The vast majority of new HIV infections occur in sub-Saharan Africa, where nearly 2 million people become infected with HIV/AIDS every year. This randomized evaluation examines the impact of two HIV prevention strategies among youth in Kenya: voluntary counseling and testing for HIV (VCT) and condom distribution.
The vast majority of new HIV infections occur in sub-Saharan Africa, where nearly 2 million people become infected with HIV/AIDS every year. Forty-five percent of these new HIV infections occur among people under 25 years old, and nearly all of them are due to unprotected sex. Ensuring the adoption of safer sexual behavior among youth is critical to keeping the new generations free of HIV.
The objective of this project is to examine, through a large randomized controlled trial, the impact of two HIV prevention strategies among a youth population in Kenya. The two strategies to be tested are: Voluntary Counseling and Testing for HIV (VCT), and condom distribution.
VCT is a critical entry point for access to HIV/AIDS treatment and care, and is being scaled up in many countries. But VCT could also be a powerful prevention tool. By providing personalized counseling as well as information about high-risk behaviors, VCT could motivate people to adopt safer sexual behavior and prevent transmission of HIV. This could be particularly important for adolescents and young adults, who typically have had their sexual debut but might not have perfect information about HIV risk. They are often still HIV-negative, and might be better able to change their sexual behavior.
Despite strong evidence of the biological effectiveness of the male condom as an HIV prevention strategy, condom use continues to remain low in many countries. Several factors, such as low availability, cost, lack of education about condoms and how to use them, and relationship factors contribute to low usage. This study examines whether free and easy access to a large quantity of condoms can result in a reduction of risky behaviors and a decline in transmission of STIs among youth.
Kenya has the 10th largest HIV infected population in the world – nearly 7 percent of Kenyans are infected.1 The study is being implemented in four districts of Kenya’s Western Province (Butere, Mumias and Bungoma South and Bungoma East), spanning an area of approximately 50,000 square kilometers. Since about 45 percent of all new infections worldwide occur in youth aged 15-24 years, this study focuses on young people (both men and women). The sample is composed of approximately 10,000 youths (half of them female) who were 17 to 22 years old in 2009.
Despite the expanding implementation of VCT, an estimated 80 percent of Kenyans living with HIV are unaware of their status. Take-up of VCT in traditional settings (such as government health centers) is low. As such, several alternative models of VCT service provision, including mobile VCT, workplace VCT and home-based VCT are being explored. This study has used both mobile VCT and VCT within homes, and has achieved a very high take-up (85 percent of the people who were offered VCT accepted it).
Condom usage in Kenya is also relatively low. Only 24 percent of women aged 15-49 who reported multiple partners in the last 12 months used a condom during their last sexual encounter. Despite significant efforts to increase availability of free male condoms, recent data suggest that condom distribution remains low, with on average 0.71 condoms distributed per eligible person per year.

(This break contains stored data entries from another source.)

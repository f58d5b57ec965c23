//! BIP143 signature hashing for segwit v0 inputs.

use crate::{
    hashes::sha256d,
    tx::{write_varint, Transaction},
};

/// `SIGHASH_ALL`.
pub const SIGHASH_ALL: u32 = 0x01;

/// Compute the BIP143 `SIGHASH_ALL` digest for the P2WPKH input at
/// `input_index`.
///
/// `pubkey_hash` is the 20-byte hash160 of the key that owns the spent
/// output, and `value` the spent output's amount in sats; both are committed
/// to by the digest.
pub fn p2wpkh_sighash_all(
    tx: &Transaction,
    input_index: usize,
    pubkey_hash: &[u8; 20],
    value: u64,
) -> [u8; 32] {
    let hash_prevouts = {
        let mut buf = Vec::with_capacity(tx.inputs.len() * 36);
        for input in &tx.inputs {
            buf.extend_from_slice(&input.prev_txid.to_wire_bytes());
            buf.extend_from_slice(&input.vout.to_le_bytes());
        }
        sha256d(&buf)
    };

    let hash_sequence = {
        let mut buf = Vec::with_capacity(tx.inputs.len() * 4);
        for input in &tx.inputs {
            buf.extend_from_slice(&input.sequence.to_le_bytes());
        }
        sha256d(&buf)
    };

    let hash_outputs = {
        let mut buf = Vec::new();
        for output in &tx.outputs {
            buf.extend_from_slice(&output.value.to_le_bytes());
            write_varint(&mut buf, output.script_pubkey.len() as u64);
            buf.extend_from_slice(&output.script_pubkey);
        }
        sha256d(&buf)
    };

    // For P2WPKH the script code is the canonical P2PKH script over the same
    // key hash.
    let mut script_code = Vec::with_capacity(25);
    script_code.extend_from_slice(&[0x76, 0xa9, 0x14]);
    script_code.extend_from_slice(pubkey_hash);
    script_code.extend_from_slice(&[0x88, 0xac]);

    let input = &tx.inputs[input_index];

    let mut preimage = Vec::with_capacity(156 + script_code.len());
    preimage.extend_from_slice(&(tx.version as u32).to_le_bytes());
    preimage.extend_from_slice(&hash_prevouts);
    preimage.extend_from_slice(&hash_sequence);
    preimage.extend_from_slice(&input.prev_txid.to_wire_bytes());
    preimage.extend_from_slice(&input.vout.to_le_bytes());
    write_varint(&mut preimage, script_code.len() as u64);
    preimage.extend_from_slice(&script_code);
    preimage.extend_from_slice(&value.to_le_bytes());
    preimage.extend_from_slice(&input.sequence.to_le_bytes());
    preimage.extend_from_slice(&hash_outputs);
    preimage.extend_from_slice(&tx.locktime.to_le_bytes());
    preimage.extend_from_slice(&SIGHASH_ALL.to_le_bytes());

    sha256d(&preimage)
}
impl<P: PoolProvider> PoolGroup<P> {
    pub fn new(pools: Vec<TxPool<P>>) -> Self {
        Self {
            pools,
            events: PoolEvents::new(),
        }
    }

    pub fn events(&self) -> &PoolEvents {
        &self.events
    }

    pub fn invalidate(&self) {
        for pool in &self.pools {
            pool.invalidate();
        }
        self.events.invalidated.publish(());
    }

    /// Forward every member pool's streams into the combined buses.
    pub fn spawn_forwarders(&self, shutdown: &ShutdownSignal) -> Vec<NamedTask<()>> {
        self.pools
            .iter()
            .map(|pool| {
                let mut items_rx = pool.events().items_updated.subscribe();
                let mut invalidated_rx = pool.events().invalidated.subscribe();
                let mut syncing_rx = pool.events().syncing.subscribe();
                let events = PoolEvents {
                    items_updated: self.events.items_updated.clone(),
                    invalidated: self.events.invalidated.clone(),
                    syncing: self.events.syncing.clone(),
                };
                let mut shutdown = shutdown.clone();

                NamedTask::spawn("tx-pool-group-forwarder", async move {
                    loop {
                        tokio::select! {
                            () = shutdown.recv() => return,
                            batch = items_rx.recv() => match batch {
                                Some(batch) => events.items_updated.publish(batch),
                                None => return,
                            },
                            invalidated = invalidated_rx.recv() => match invalidated {
                                Some(()) => events.invalidated.publish(()),
                                None => return,
                            },
                            syncing = syncing_rx.recv() => match syncing {
                                Some(flag) => events.syncing.publish(flag),
                                None => return,
                            },
                        }
                    }
                })
            })
            .collect()
    }

    /// The first `count` items across all pools, deduped by txid, newest
    /// first (dateless mempool entries at the top).
    pub async fn items_single(
        &self,
        count: usize,
    ) -> anyhow::Result<Vec<TransactionModel>> {
        let mut merged: Vec<TransactionModel> = Vec::new();
        let mut seen: HashSet<Txid> = HashSet::new();
        for pool in &self.pools {
            for model in pool.items_single(count).await? {
                if seen.insert(model.txid) {
                    merged.push(model);
                }
            }
        }

        merged.sort_by(|a, b| match (a.timestamp, b.timestamp) {
            (None, None) => CmpOrdering::Equal,
            (None, Some(_)) => CmpOrdering::Less,
            (Some(_), None) => CmpOrdering::Greater,
            (Some(x), Some(y)) => y.cmp(&x),
        });
        merged.truncate(count);
        Ok(merged)
    }
}

#[cfg(test)]
mod test {
    use std::sync::atomic::{AtomicUsize, Ordering as AtomicOrdering};

    use super::*;
    use crate::models::{TxKind, TxStatus};

    fn model(tag: u8, height: Option<u32>, timestamp: Option<u32>) -> TransactionModel {
        let mut bytes = [0u8; 32];
        bytes[0] = tag;
        TransactionModel {
            txid: Txid::from_display_bytes(bytes),
            amount_sats: 1_000,
            net_sats: 1_000,
            fee_sats: 10,
            block_height: height,
            timestamp,
            kind: TxKind::Received,
            status: TxStatus::Pending,
            confirmations: 0,
            counterparty: None,
        }
    }

    struct MockProvider {
        items: Mutex<Vec<TransactionModel>>,
        calls: Mutex<Vec<(Option<String>, usize)>>,
        fetches: AtomicUsize,
        items_updated: Bus<Vec<TransactionModel>>,
        invalidated: Bus<()>,
    }

    impl MockProvider {
        fn new(items: Vec<TransactionModel>) -> Self {
            Self {
                items: Mutex::new(items),
                calls: Mutex::new(Vec::new()),
                fetches: AtomicUsize::new(0),
                items_updated: Bus::new(),
                invalidated: Bus::new(),
            }
        }
    }

    #[async_trait]
    impl PoolProvider for Arc<MockProvider> {
        async fn items(
            &self,
            cursor: Option<String>,
            limit: usize,
        ) -> anyhow::Result<Vec<TransactionModel>> {
            self.fetches.fetch_add(1, AtomicOrdering::SeqCst);
            self.calls.lock().unwrap().push((cursor.clone(), limit));

            let items = self.items.lock().unwrap();
            let start = match cursor {
                None => 0,
                Some(cursor) => items
                    .iter()
                    .position(|m| m.cursor() == cursor)
                    .map(|idx| idx + 1)
                    .unwrap_or(items.len()),
            };
            Ok(items.iter().skip(start).take(limit).cloned().collect())
        }

        fn items_updated(&self) -> BusRx<Vec<TransactionModel>> {
            self.items_updated.subscribe()
        }

        fn invalidated(&self) -> BusRx<()> {
            self.invalidated.subscribe()
        }
    }

    fn five_models() -> Vec<TransactionModel> {
        vec![
            model(1, None, None),
            model(2, Some(102), Some(1_020)),
            model(3, Some(102), Some(1_020)),
            model(4, Some(101), Some(1_010)),
            model(5, Some(100), Some(1_000)),
        ]
    }

    #[tokio::test]
    async fn first_request_fetches_and_caches() {
        let provider = Arc::new(MockProvider::new(five_models()));
        let pool = TxPool::new(provider.clone());

        let items = pool.items_single(3).await.unwrap();
        assert_eq!(items.len(), 3);
        assert_eq!(provider.fetches.load(AtomicOrdering::SeqCst), 1);

        // Same count again: served from cache, no fetch.
        let again = pool.items_single(3).await.unwrap();
        assert_eq!(again, items);
        assert_eq!(provider.fetches.load(AtomicOrdering::SeqCst), 1);

        // Smaller count: cached prefix.
        let fewer = pool.items_single(2).await.unwrap();
        assert_eq!(fewer, items[..2].to_vec());
        assert_eq!(provider.fetches.load(AtomicOrdering::SeqCst), 1);
    }

    #[tokio::test]
    async fn growing_count_fetches_only_the_tail() {
        let provider = Arc::new(MockProvider::new(five_models()));
        let pool = TxPool::new(provider.clone());

        pool.items_single(2).await.unwrap();
        let items = pool.items_single(5).await.unwrap();
        assert_eq!(items.len(), 5);

        let calls = provider.calls.lock().unwrap().clone();
        assert_eq!(calls.len(), 2);
        assert_eq!(calls[0], (None, 2));
        // Second fetch resumed from the cached tail with the delta count.
        assert_eq!(calls[1].0, Some(five_models()[1].cursor()));
        assert_eq!(calls[1].1, 3);
    }

    #[tokio::test]
    async fn short_page_marks_all_loaded() {
        let provider = Arc::new(MockProvider::new(five_models()));
        let pool = TxPool::new(provider.clone());

        let items = pool.items_single(10).await.unwrap();
        assert_eq!(items.len(), 5);

        // Asking for even more does not refetch: everything is loaded.
        let again = pool.items_single(20).await.unwrap();
        assert_eq!(again.len(), 5);
        assert_eq!(provider.fetches.load(AtomicOrdering::SeqCst), 1);
    }

    #[tokio::test]
    async fn invalidate_refetches_from_the_top() {
        let provider = Arc::new(MockProvider::new(five_models()));
        let pool = TxPool::new(provider.clone());

        pool.items_single(3).await.unwrap();
        pool.invalidate();

        let items = pool.items_single(3).await.unwrap();
        assert_eq!(items.len(), 3);

        let calls = provider.calls.lock().unwrap().clone();
        assert_eq!(calls.len(), 2);
        assert_eq!(calls[1], (None, 3));
    }

    #[tokio::test]
    async fn provider_invalidation_flows_through_the_forwarder() {
        let provider = Arc::new(MockProvider::new(five_models()));
        let pool = TxPool::new(provider.clone());
        let shutdown = ShutdownSignal::new();
        let task = pool.spawn_forwarder(shutdown.clone());

        pool.items_single(3).await.unwrap();
        assert_eq!(provider.fetches.load(AtomicOrdering::SeqCst), 1);

        let mut invalidated_rx = pool.events().invalidated.subscribe();
        provider.invalidated.publish(());
        invalidated_rx.recv().await.unwrap();

        // Next request refetches.
        pool.items_single(3).await.unwrap();
        assert_eq!(provider.fetches.load(AtomicOrdering::SeqCst), 2);

        shutdown.send();
        task.await.unwrap();
    }

    #[tokio::test]
    async fn group_merges_and_dedupes() {
        let shared = model(3, Some(102), Some(1_020));
        let provider_a = Arc::new(MockProvider::new(vec![
            model(1, None, None),
            shared.clone(),
        ]));
        let provider_b = Arc::new(MockProvider::new(vec![
            shared.clone(),
            model(5, Some(100), Some(1_000)),
        ]));

        let group = PoolGroup::new(vec![
            TxPool::new(provider_a),
            TxPool::new(provider_b),
        ]);

        let items = group.items_single(10).await.unwrap();
        let ids: Vec<Txid> = items.iter().map(|m| m.txid).collect();
        assert_eq!(
            ids,
            vec![model(1, None, None).txid, shared.txid, model(5, None, None).txid],
        );
    }
}
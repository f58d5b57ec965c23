//! secp256k1 key handling and ECDSA signatures.

use secp256k1::{ecdsa::Signature, Message, PublicKey, SecretKey, SECP256K1};
use thiserror::Error;

#[derive(Clone, Debug, Eq, PartialEq, Error)]
pub enum KeyError {
    #[error("invalid secp256k1 private key")]
    InvalidKey,
    #[error("invalid ECDSA signature")]
    InvalidSignature,
}

/// Validate 32 bytes as a secp256k1 secret key (`0 < k < n`).
pub fn secret_from_bytes(bytes: &[u8]) -> Result<SecretKey, KeyError> {
    SecretKey::from_slice(bytes).map_err(|_| KeyError::InvalidKey)
}

/// Derive the public key for a secret key.
pub fn public_key(secret: &SecretKey) -> PublicKey {
    secret.public_key(&SECP256K1)
}

/// 33-byte compressed public key serialization.
pub fn compressed(public: &PublicKey) -> [u8; 33] {
    public.serialize()
}

/// 65-byte uncompressed public key serialization.
pub fn uncompressed(public: &PublicKey) -> [u8; 65] {
    public.serialize_uncompressed()
}

/// 32-byte x-only projection of a public key (BIP340 key representation).
pub fn x_only(public: &PublicKey) -> [u8; 32] {
    public.x_only_public_key().0.serialize()
}

/// ECDSA-sign a 32-byte digest, returning a low-S DER signature.
pub fn sign_ecdsa(secret: &SecretKey, digest: [u8; 32]) -> Vec<u8> {
    let msg = Message::from_digest(digest);
    let mut sig = SECP256K1.sign_ecdsa(&msg, secret);
    // libsecp already emits low-S; normalizing keeps that an invariant rather
    // than an implementation detail.
    sig.normalize_s();
    sig.serialize_der().to_vec()
}

/// Verify a DER ECDSA signature over a 32-byte digest.
pub fn verify_ecdsa(
    public: &PublicKey,
    digest: [u8; 32],
    der_sig: &[u8],
) -> Result<(), KeyError> {
    let msg = Message::from_digest(digest);
    let mut sig = Signature::from_der(der_sig).map_err(|_| KeyError::InvalidSignature)?;
    sig.normalize_s();
    SECP256K1
        .verify_ecdsa(&msg, &sig, public)
        .map_err(|_| KeyError::InvalidSignature)
}

/// Whether a DER signature's S component is in the lower half of the curve
/// order.
pub fn is_low_s(der_sig: &[u8]) -> Result<bool, KeyError> {
    let sig = Signature::from_der(der_sig).map_err(|_| KeyError::InvalidSignature)?;
    let mut normalized = sig;
    normalized.normalize_s();
    Ok(sig == normalized)
}

#[cfg(test)]
mod test {
    use super::*;
    use crate::hashes::sha256;

    #[test]
    fn rejects_out_of_range_secrets() {
        assert_eq!(secret_from_bytes(&[0u8; 32]), Err(KeyError::InvalidKey));
        // The curve order n itself is not a valid secret key.
        let n = hex::decode(
            "fffffffffffffffffffffffffffffffebaaedce6af48a03bbfd25e8cd0364141",
        )
        .unwrap();
        assert_eq!(secret_from_bytes(&n), Err(KeyError::InvalidKey));
        assert!(secret_from_bytes(&[1u8; 32]).is_ok());
    }

    #[test]
    fn generator_pubkey() {
        let mut one = [0u8; 32];
        one[31] = 1;
        let sk = secret_from_bytes(&one).unwrap();
        let pk = public_key(&sk);
        assert_eq!(
            hex::encode(compressed(&pk)),
            "0279be667ef9dcbbac55a06295ce870b07029bfcdb2dce28d959f2815b16f81798",
        );
        assert_eq!(uncompressed(&pk)[0], 0x04);
        assert_eq!(
            hex::encode(x_only(&pk)),
            "79be667ef9dcbbac55a06295ce870b07029bfcdb2dce28d959f2815b16f81798",
        );
    }

    #[test]
    fn sign_verify_roundtrip_low_s() {
        let sk = secret_from_bytes(&[7u8; 32]).unwrap();
        let pk = public_key(&sk);
        let digest = sha256(b"message");

        let sig = sign_ecdsa(&sk, digest);
        verify_ecdsa(&pk, digest, &sig).unwrap();
        assert!(is_low_s(&sig).unwrap());

        // A different digest must not verify.
        let other = sha256(b"other message");
        assert_eq!(
            verify_ecdsa(&pk, other, &sig),
            Err(KeyError::InvalidSignature),
        );
    }

    #[test]
    fn garbage_der_is_rejected() {
        let sk = secret_from_bytes(&[7u8; 32]).unwrap();
        let pk = public_key(&sk);
        assert_eq!(
            verify_ecdsa(&pk, [0u8; 32], b"not a signature"),
            Err(KeyError::InvalidSignature),
        );
    }
}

A detailed baseline survey was administered to 10,420 youths (about ½ of them girls) between March 2009 and July 2010. All respondents were tested for Herpes (HSV-2) and for HIV (via anonymous linked testing) during the baseline. The prevalence rates for HSV-2 and HIV were 8.5% and 0.5%, respectively.
Among those surveyed at baseline, 25 percent had been randomly pre-selected to be offered VCT, 25% had been randomly pre-selected to receive free condoms, and 25 percent had been randomly pre-selected to receive both VCT and free condoms.
Those pre-selected for VCT were offered VCT right after the baseline survey had been administered. Eighty-seven percent of them consented. The consent rate was slightly higher among girls than among boys.
Those pre-selected for free condoms were offered three boxes of 50 condoms each, right after VCT (if also sampled for VCT) or right after the baseline survey had been administered. Not all respondents offered condoms took them. Seventy-one percent took all 150 condoms, 19 percent took only some of them, and the remainder, 10 percent, refused to take any condoms. The acceptance rate was much higher among boys. While 87 percent of boys took all the condoms and only 5 percent took none, only 52 percent of girls took all 150 condoms and 15 percent took none.
A follow-up survey will be conducted in 2011-2012. The survey will include detailed questions on sexual behavior, including sexual debut, number and type of partners, and condom use, as well as detailed questions on beliefs regarding HIV transmission, own HIV status, and own exposure to risk. Crucially, the follow-up survey will also include HSV2 and HIV testing.